2. Het college van burgemeester en wethouders deelt de houder schriftelijk mee dat opneming van een peuterspeelzaal in het register heeft plaatsgevonden.

3. Het college van burgemeester en wethouders maakt de opneming in het register bekend in een lokaal verspreid dag-, nieuws- of huis-aan-huisblad.

4. Bij regeling van Onze Minister kunnen regels worden gesteld omtrent de in het register op te nemen gegevens, de vastlegging van gegevens in het register, de verwijdering van gegevens uit het register, de wijze waarop verbetering van onjuistheden in het register plaatsvindt en de verstrekking van gegevens aan het college van burgemeester en wethouders.

5. Het register ligt ter gemeentesecretarie kosteloos voor een ieder ter inzage.

Artikel 2.4

1. De houder doet van wijzigingen in de gegevens die bij de melding zijn verstrekt, onverwijld mededeling aan het college van burgemeester en wethouders.

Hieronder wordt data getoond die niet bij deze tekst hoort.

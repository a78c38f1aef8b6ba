//! Core types used throughout scribe

use chrono::{DateTime, Utc};
use serde::{Deserialize, Serialize};

/// Unique identifier for transcription records.
///
/// Caller-supplied or time-derived; generated sparsely from a single
/// execution context, so epoch-millis strings are unique enough.
pub type RecordId = String;

/// Current epoch time in integer milliseconds
pub fn now_millis() -> i64 {
    Utc::now().timestamp_millis()
}

/// Render integer-millis as an ISO-8601 timestamp
pub fn millis_to_iso(millis: i64) -> String {
    DateTime::<Utc>::from_timestamp_millis(millis)
        .unwrap_or_else(Utc::now)
        .to_rfc3339()
}

/// A persisted key/value setting
#[derive(Debug, Clone, Serialize, Deserialize)]
pub struct Setting {
    pub key: String,
    pub value: serde_json::Value,
    pub timestamp: i64,
}

impl Setting {
    pub fn new(key: impl Into<String>, value: serde_json::Value) -> Self {
        Self {
            key: key.into(),
            value,
            timestamp: now_millis(),
        }
    }
}

/// A saved transcription.
///
/// Serialized with the export file's key spelling (`originalName`,
/// `fileSize`), which is the stable on-disk interchange format.
#[derive(Debug, Clone, Serialize, Deserialize)]
#[serde(rename_all = "camelCase")]
pub struct TranscriptionRecord {
    pub id: RecordId,
    pub filename: String,
    pub original_name: String,
    pub text: String,
    pub model: String,
    pub language: String,
    #[serde(default, skip_serializing_if = "Option::is_none")]
    pub duration: Option<f64>,
    pub file_size: u64,
    pub timestamp: i64,
    pub starred: bool,
}

/// Caller-supplied data for a new transcription record.
///
/// The storage layer assigns `timestamp` and defaults `starred` to false;
/// a missing `id` becomes a time-derived one.
#[derive(Debug, Clone, Default)]
pub struct NewTranscription {
    pub id: Option<RecordId>,
    pub filename: String,
    pub original_name: String,
    pub text: String,
    pub model: String,
    pub language: String,
    pub duration: Option<f64>,
    pub file_size: u64,
}

/// Per-day transcription usage counter
#[derive(Debug, Clone, PartialEq, Eq, Serialize, Deserialize)]
#[serde(rename_all = "camelCase")]
pub struct UsageCounter {
    /// Calendar date, `YYYY-MM-DD`
    pub date: String,
    pub count: u32,
    pub total_chars: u64,
}

impl UsageCounter {
    /// Zero-filled counter for a date with no activity
    pub fn empty(date: impl Into<String>) -> Self {
        Self {
            date: date.into(),
            count: 0,
            total_chars: 0,
        }
    }
}

/// Everything needed to replay a failed transcription request and persist
/// its result: the request identity plus the record metadata.
#[derive(Debug, Clone, Serialize, Deserialize)]
pub struct RequestDescriptor {
    pub url: String,
    pub headers: Vec<(String, String)>,
    pub original_name: String,
    pub model: String,
    pub language: String,
    pub file_size: u64,
}

/// A transcription request that failed while offline, queued for replay.
///
/// The raw request body is stored beside the descriptor as a blob.
#[derive(Debug, Clone)]
pub struct FailedRequest {
    pub id: String,
    pub timestamp: i64,
    pub descriptor: RequestDescriptor,
    pub body: Vec<u8>,
}

/// The non-sensitive settings included in a data export
#[derive(Debug, Clone, Default, Serialize, Deserialize)]
pub struct ExportedSettings {
    #[serde(default)]
    pub selected_model: serde_json::Value,
    #[serde(default)]
    pub selected_language: serde_json::Value,
    #[serde(default)]
    pub theme: serde_json::Value,
    #[serde(default)]
    pub notifications: serde_json::Value,
}

/// Full data export: history plus non-sensitive settings.
///
/// The credential setting is never included.
#[derive(Debug, Clone, Serialize, Deserialize)]
#[serde(rename_all = "camelCase")]
pub struct ExportData {
    pub transcriptions: Vec<TranscriptionRecord>,
    pub settings: ExportedSettings,
    pub export_date: String,
    pub version: String,
}
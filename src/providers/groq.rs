//! Groq provider for Whisper transcription over the OpenAI-compatible API

use async_trait::async_trait;
use reqwest::Client;
use serde::Deserialize;
use tracing::{debug, error};

use crate::error::{Error, Result};

use super::{TranscriptionProvider, TranscriptionRequest, TranscriptionResponse};

/// Default API origin; overridable via the `api_endpoint` setting
pub const GROQ_API_BASE: &str = "https://api.groq.com/";

/// Groq Whisper transcription provider
pub struct GroqTranscriptionProvider {
    client: Client,
    api_key: Option<String>,
    endpoint: String,
}

impl GroqTranscriptionProvider {
    /// Create a new provider (API key loaded from environment if not provided)
    pub fn new(api_key: Option<String>) -> Self {
        let key = api_key.or_else(|| std::env::var("GROQ_API_KEY").ok());

        Self {
            client: Client::new(),
            api_key: key,
            endpoint: GROQ_API_BASE.to_string(),
        }
    }

    /// Override the API origin
    pub fn with_endpoint(mut self, endpoint: impl Into<String>) -> Self {
        self.endpoint = endpoint.into();
        self
    }

    /// The API origin this provider talks to
    pub fn endpoint(&self) -> &str {
        &self.endpoint
    }

    fn api_key(&self) -> Result<&str> {
        self.api_key
            .as_deref()
            .ok_or_else(|| Error::ProviderNotConfigured("Groq API key not set".to_string()))
    }

    fn api_url(&self, path: &str) -> String {
        format!("{}/{}", self.endpoint.trim_end_matches('/'), path)
    }

    /// List the models the account can use
    pub async fn list_models(&self) -> Result<Vec<String>> {
        let api_key = self.api_key()?;

        let response = self
            .client
            .get(self.api_url("openai/v1/models"))
            .header("Authorization", format!("Bearer {}", api_key))
            .send()
            .await?;

        if !response.status().is_success() {
            let status = response.status();
            let error_text = response.text().await.unwrap_or_default();
            error!("Model listing error: {} - {}", status, error_text);
            return Err(Error::Transcription(format!(
                "Model listing error: {} - {}",
                status, error_text
            )));
        }

        let listing: ModelsResponse = response.json().await?;
        Ok(listing.data.into_iter().map(|m| m.id).collect())
    }

    /// Check whether the configured credential is accepted by the provider.
    ///
    /// Performed against the model-listing route; a rejected credential
    /// yields `Ok(false)`, transport problems propagate as errors.
    pub async fn validate_key(&self) -> Result<bool> {
        let api_key = self.api_key()?;

        let response = self
            .client
            .get(self.api_url("openai/v1/models"))
            .header("Authorization", format!("Bearer {}", api_key))
            .send()
            .await?;

        let status = response.status();
        if status.is_success() {
            return Ok(true);
        }
        if status == reqwest::StatusCode::UNAUTHORIZED || status == reqwest::StatusCode::FORBIDDEN {
            return Ok(false);
        }

        let error_text = response.text().await.unwrap_or_default();
        Err(Error::Transcription(format!(
            "Credential check failed: {} - {}",
            status, error_text
        )))
    }
}

#[derive(Debug, Deserialize)]
struct GroqTranscription {
    text: String,
}

#[derive(Debug, Deserialize)]
struct ModelsResponse {
    data: Vec<ModelEntry>,
}

#[derive(Debug, Deserialize)]
struct ModelEntry {
    id: String,
}

#[async_trait]
impl TranscriptionProvider for GroqTranscriptionProvider {
    fn name(&self) -> &'static str {
        "Groq Whisper"
    }

    async fn transcribe(&self, request: TranscriptionRequest) -> Result<TranscriptionResponse> {
        let api_key = self.api_key()?;

        let file_part = reqwest::multipart::Part::bytes(request.audio)
            .file_name(request.file_name.clone())
            .mime_str(&request.mime_type)
            .map_err(|e| Error::Transcription(format!("Failed to create form part: {e}")))?;

        let mut form = reqwest::multipart::Form::new()
            .part("file", file_part)
            .text("model", request.model.clone())
            .text("response_format", "json")
            .text("temperature", "0");

        if let Some(lang) = &request.language {
            form = form.text("language", lang.clone());
        }

        debug!("Sending transcription request to Groq");

        let response = self
            .client
            .post(self.api_url("openai/v1/audio/transcriptions"))
            .header("Authorization", format!("Bearer {}", api_key))
            .multipart(form)
            .send()
            .await?;

        if !response.status().is_success() {
            let status = response.status();
            let error_text = response.text().await.unwrap_or_default();
            error!("Transcription API error: {} - {}", status, error_text);
            return Err(Error::Transcription(format!(
                "Transcription API error: {} - {}",
                status, error_text
            )));
        }

        let transcription: GroqTranscription = response.json().await?;

        Ok(TranscriptionResponse {
            text: transcription.text,
        })
    }

    fn is_configured(&self) -> bool {
        self.api_key.is_some()
    }
}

Als de wijziging een wijziging in de voorschoolse educatie betreft, draagt het college van burgemeester en wethouders zorg voor aanpassing van het in artikel 2.3, eerste lid, bedoelde register.

2. Het college van burgemeester en wethouders deelt de houder schriftelijk mee dat een wijziging in het register, bedoeld in artikel 2.3, eerste lid, is aangetekend.

Paragraaf 2. Eisen

Artikel 2.5

Een houder biedt verantwoord peuterspeelzaalwerk aan waaronder wordt verstaan peuterspeelzaalwerk dat bijdraagt aan en stimuleert tot een goede en gezonde ontwikkeling van het kind in een veilige en gezonde omgeving.

Artikel 2.6

1. De houder organiseert het peuterspeelzaalwerk op zodanige wijze, voorziet de peuterspeelzaal zowel kwalitatief, als kwantitatief zodanig van personeel en materieel, draagt zorg voor een zodanige verantwoordelijkheidstoedeling, en voert een zodanig pedagogisch beleid dat een en ander redelijkerwijs leidt tot verantwoord peuterspeelzaalwerk. Ter uitvoering van de eerste volzin besteedt de houder in ieder geval aantoonbaar aandacht aan het aantal beroepskrachten en vrijwilligers in relatie tot het aantal kinderen per leeftijdscategorie, de groepsgrootte, de opleidingseisen van de beroepskrachten en de voorwaarden waaronder en de mate waarin beroepskrachten in opleiding kunnen worden belast met de opvoeding en verzorging van kinderen.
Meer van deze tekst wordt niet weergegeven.